Within the records below, reproduce without change the lines from the line that has "queued work; nothing" through the line that has "let counters = Arc::clone(&self.counters);", and only those.

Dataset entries
===============

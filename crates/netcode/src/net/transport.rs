use std::io;
use std::net::{SocketAddr, ToSocketAddrs, UdpSocket};
use std::sync::Arc;
use std::sync::atomic::{AtomicBool, AtomicU64, Ordering};
use std::thread::{self, JoinHandle};
use std::time::Duration;

use bytes::Bytes;

use super::codec::MAX_PACKET_SIZE;
use super::dispatch::{NetHost, dispatch};
use super::queue::WorkQueue;

const RECEIVER_IDLE_SLEEP: Duration = Duration::from_millis(1);

/// Best-effort datagram output. Implementations log failures instead of returning them.
pub trait Transport {
    fn send_to(&mut self, addr: SocketAddr, frame: &[u8]);
}

#[derive(Debug, Clone, Default, PartialEq, Eq)]
pub struct NetworkStats {
    pub packets_sent: u64,
    pub packets_received: u64,
    pub bytes_sent: u64,
    pub bytes_received: u64,
    pub send_failures: u64,
}

/// Live counters shared between the transport and its receiver thread.
#[derive(Debug, Default)]
struct NetworkCounters {
    packets_sent: AtomicU64,
    packets_received: AtomicU64,
    bytes_sent: AtomicU64,
    bytes_received: AtomicU64,
    send_failures: AtomicU64,
}

impl NetworkCounters {
    fn record_received(&self, size: usize) {
        self.packets_received.fetch_add(1, Ordering::Relaxed);
        self.bytes_received.fetch_add(size as u64, Ordering::Relaxed);
    }

    fn record_sent(&self, size: usize) {
        self.packets_sent.fetch_add(1, Ordering::Relaxed);
        self.bytes_sent.fetch_add(size as u64, Ordering::Relaxed);
    }

    fn snapshot(&self) -> NetworkStats {
        NetworkStats {
            packets_sent: self.packets_sent.load(Ordering::Relaxed),
            packets_received: self.packets_received.load(Ordering::Relaxed),
            bytes_sent: self.bytes_sent.load(Ordering::Relaxed),
            bytes_received: self.bytes_received.load(Ordering::Relaxed),
            send_failures: self.send_failures.load(Ordering::Relaxed),
        }
    }
}

pub struct UdpTransport {
    socket: UdpSocket,
    local_addr: SocketAddr,
    counters: Arc<NetworkCounters>,
    recv_buffer: [u8; MAX_PACKET_SIZE],
}

impl UdpTransport {
    pub fn bind<A: ToSocketAddrs>(addr: A) -> io::Result<Self> {
        let socket = UdpSocket::bind(addr)?;
        socket.set_nonblocking(true)?;

        let local_addr = socket.local_addr()?;

        Ok(Self {
            socket,
            local_addr,
            counters: Arc::new(NetworkCounters::default()),
            recv_buffer: [0u8; MAX_PACKET_SIZE],
        })
    }

    pub fn local_addr(&self) -> SocketAddr {
        self.local_addr
    }

    /// Counters so far, including datagrams taken by a receiver thread.
    pub fn stats(&self) -> NetworkStats {
        self.counters.snapshot()
    }

    /// Moves every datagram currently waiting on the socket into `queue`, one unit of
    /// work per datagram. Never blocks.
    pub fn poll<C: NetHost + 'static>(&mut self, queue: &WorkQueue<C>) -> io::Result<usize> {
        let mut received = 0;

        loop {
            match self.socket.recv_from(&mut self.recv_buffer) {
                Ok((size, addr)) => {
                    self.counters.record_received(size);
                    enqueue_frame(queue, addr, Bytes::copy_from_slice(&self.recv_buffer[..size]));
                    received += 1;
                }
                Err(ref e) if e.kind() == io::ErrorKind::WouldBlock => break,
                // ICMP port-unreachable from an earlier send surfaces here on some platforms
                Err(ref e) if e.kind() == io::ErrorKind::ConnectionReset => continue,
                Err(e) => return Err(e),
            }
        }

        Ok(received)
    }

    /// Runs the receive loop on its own thread. Each datagram becomes queued work; nothing
    /// else is touched from that thread. Do not also call [`UdpTransport::poll`].
    pub fn spawn_receiver<C: NetHost + 'static>(
        &self,
        queue: WorkQueue<C>,
    ) -> io::Result<ReceiverHandle> {
        let socket = self.socket.try_clone()?;
        let running = Arc::new(AtomicBool::new(true));
        let flag = Arc::clone(&running);
        let counters = Arc::clone(&self.counters);

        let thread = thread::Builder::new()
            .name(format!("udp-recv-{}", self.local_addr))
            .spawn(move || {
                let mut buffer = [0u8; MAX_PACKET_SIZE];
                while flag.load(Ordering::SeqCst) {
                    match socket.recv_from(&mut buffer) {
                        Ok((size, addr)) => {
                            counters.record_received(size);
                            enqueue_frame(&queue, addr, Bytes::copy_from_slice(&buffer[..size]));
                        }
                        Err(ref e) if e.kind() == io::ErrorKind::WouldBlock => {
                            thread::sleep(RECEIVER_IDLE_SLEEP);
                        }
                        Err(ref e) if e.kind() == io::ErrorKind::ConnectionReset => {}
                        Err(e) => {
                            log::warn!("Receive failed: {}", e);
                            thread::sleep(RECEIVER_IDLE_SLEEP);
                        }
                    }
                }
                log::debug!("Receiver thread stopped");
            })?;

        Ok(ReceiverHandle {
            running,
            thread: Some(thread),
        })
    }
}

impl Transport for UdpTransport {
    fn send_to(&mut self, addr: SocketAddr, frame: &[u8]) {
        match self.socket.send_to(frame, addr) {
            Ok(bytes) => self.counters.record_sent(bytes),
            Err(e) => {
                self.counters.send_failures.fetch_add(1, Ordering::Relaxed);
                log::warn!("Send to {} failed: {}", addr, e);
            }
        }
    }
}

fn enqueue_frame<C: NetHost + 'static>(queue: &WorkQueue<C>, addr: SocketAddr, frame: Bytes) {
    queue.push_from(addr, move |ctx: &mut C| dispatch(ctx, addr, &frame));
}

pub struct ReceiverHandle {
    running: Arc<AtomicBool>,
    thread: Option<JoinHandle<()>>,
}

impl ReceiverHandle {
    pub fn running(&self) -> Arc<AtomicBool> {
        Arc::clone(&self.running)
    }

    pub fn stop(&mut self) {
        self.running.store(false, Ordering::SeqCst);
        if let Some(thread) = self.thread.take() {
            if thread.join().is_err() {
                log::error!("Receiver thread panicked");
            }
        }
    }
}

impl Drop for ReceiverHandle {
    fn drop(&mut self) {
        self.stop();
    }
}

/// Transport that keeps every frame instead of sending it. Useful for driving a session
/// without sockets.
#[derive(Debug, Default)]
pub struct RecordingTransport {
    sent: Vec<(SocketAddr, Bytes)>,
}

impl RecordingTransport {
    pub fn new() -> Self {
        Self::default()
    }

    pub fn sent(&self) -> &[(SocketAddr, Bytes)] {
        &self.sent
    }

    pub fn sent_to(&self, addr: SocketAddr) -> impl Iterator<Item = &Bytes> + '_ {
        self.sent
            .iter()
            .filter(move |(to, _)| *to == addr)
            .map(|(_, frame)| frame)
    }

    pub fn take(&mut self) -> Vec<(SocketAddr, Bytes)> {
        std::mem::take(&mut self.sent)
    }
}

impl Transport for RecordingTransport {
    fn send_to(&mut self, addr: SocketAddr, frame: &[u8]) {
        self.sent.push((addr, Bytes::copy_from_slice(frame)));
    }
}

#[cfg(test)]
mod tests {
    use super::*;
    use crate::net::dispatch::Dispatcher;
    use crate::net::protocol::PacketHeader;

    #[derive(Default)]
    struct Sink {
        dispatcher: Dispatcher<Sink>,
        frames: Vec<(SocketAddr, Vec<u8>)>,
    }

    impl NetHost for Sink {
        fn dispatcher(&self) -> &Dispatcher<Self> {
            &self.dispatcher
        }

        fn on_directory_frame(&mut self, addr: SocketAddr, frame: &[u8]) {
            self.frames.push((addr, frame.to_vec()));
        }

        fn on_unhandled(&mut self, addr: SocketAddr, _header: PacketHeader, frame: &[u8]) {
            self.frames.push((addr, frame.to_vec()));
        }
    }

    fn wait_for_frames(transport: &mut UdpTransport, queue: &WorkQueue<Sink>, count: usize) {
        let start = std::time::Instant::now();
        while queue.len() < count && start.elapsed() < Duration::from_millis(500) {
            transport.poll(queue).unwrap();
            thread::sleep(Duration::from_millis(1));
        }
    }

    #[test]
    fn test_poll_enqueues_without_dispatching() {
        let mut receiver = UdpTransport::bind("127.0.0.1:0").unwrap();
        let mut sender = UdpTransport::bind("127.0.0.1:0").unwrap();
        let queue = WorkQueue::<Sink>::new();

        let frame = crate::net::protocol::Packet::new(
            1,
            crate::net::protocol::Snapshot::default(),
        )
        .encode()
        .unwrap();
        sender.send_to(receiver.local_addr(), &frame);
        wait_for_frames(&mut receiver, &queue, 1);

        let mut sink = Sink::default();
        assert!(sink.frames.is_empty());
        assert_eq!(queue.drain(&mut sink), 1);
        assert_eq!(sink.frames.len(), 1);
        assert_eq!(sink.frames[0].0, sender.local_addr());
        assert_eq!(sink.frames[0].1, frame.to_vec());
        assert_eq!(sender.stats().packets_sent, 1);
        assert_eq!(receiver.stats().packets_received, 1);
    }

    #[test]
    fn test_receiver_thread_counts_frames() {
        let receiver = UdpTransport::bind("127.0.0.1:0").unwrap();
        let mut sender = UdpTransport::bind("127.0.0.1:0").unwrap();
        let queue = WorkQueue::<Sink>::new();
        let mut handle = receiver.spawn_receiver(queue.clone()).unwrap();

        sender.send_to(receiver.local_addr(), b"one");
        sender.send_to(receiver.local_addr(), b"three");
        let start = std::time::Instant::now();
        while queue.len() < 2 && start.elapsed() < Duration::from_millis(500) {
            thread::sleep(Duration::from_millis(1));
        }
        handle.stop();

        let stats = receiver.stats();
        assert_eq!(stats.packets_received, 2);
        assert_eq!(stats.bytes_received, 8);
        assert_eq!(sender.stats().bytes_sent, 8);
    }

    #[test]
    fn test_recording_transport() {
        let mut transport = RecordingTransport::new();
        let a = SocketAddr::from(([127, 0, 0, 1], 5000));
        let b = SocketAddr::from(([127, 0, 0, 1], 5001));
        transport.send_to(a, b"one");
        transport.send_to(b, b"two");
        transport.send_to(a, b"three");

        assert_eq!(transport.sent_to(a).count(), 2);
        assert_eq!(transport.take().len(), 3);
        assert!(transport.sent().is_empty());
    }
}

===============

▸ **Task solution**
    /// Runs the receive loop on its own thread. Each datagram becomes queued work; nothing
    /// else is touched from that thread. Do not also call [`UdpTransport::poll`].
    pub fn spawn_receiver<C: NetHost + 'static>(
        &self,
        queue: WorkQueue<C>,
    ) -> io::Result<ReceiverHandle> {
        let socket = self.socket.try_clone()?;
        let running = Arc::new(AtomicBool::new(true));
        let flag = Arc::clone(&running);
        let counters = Arc::clone(&self.counters);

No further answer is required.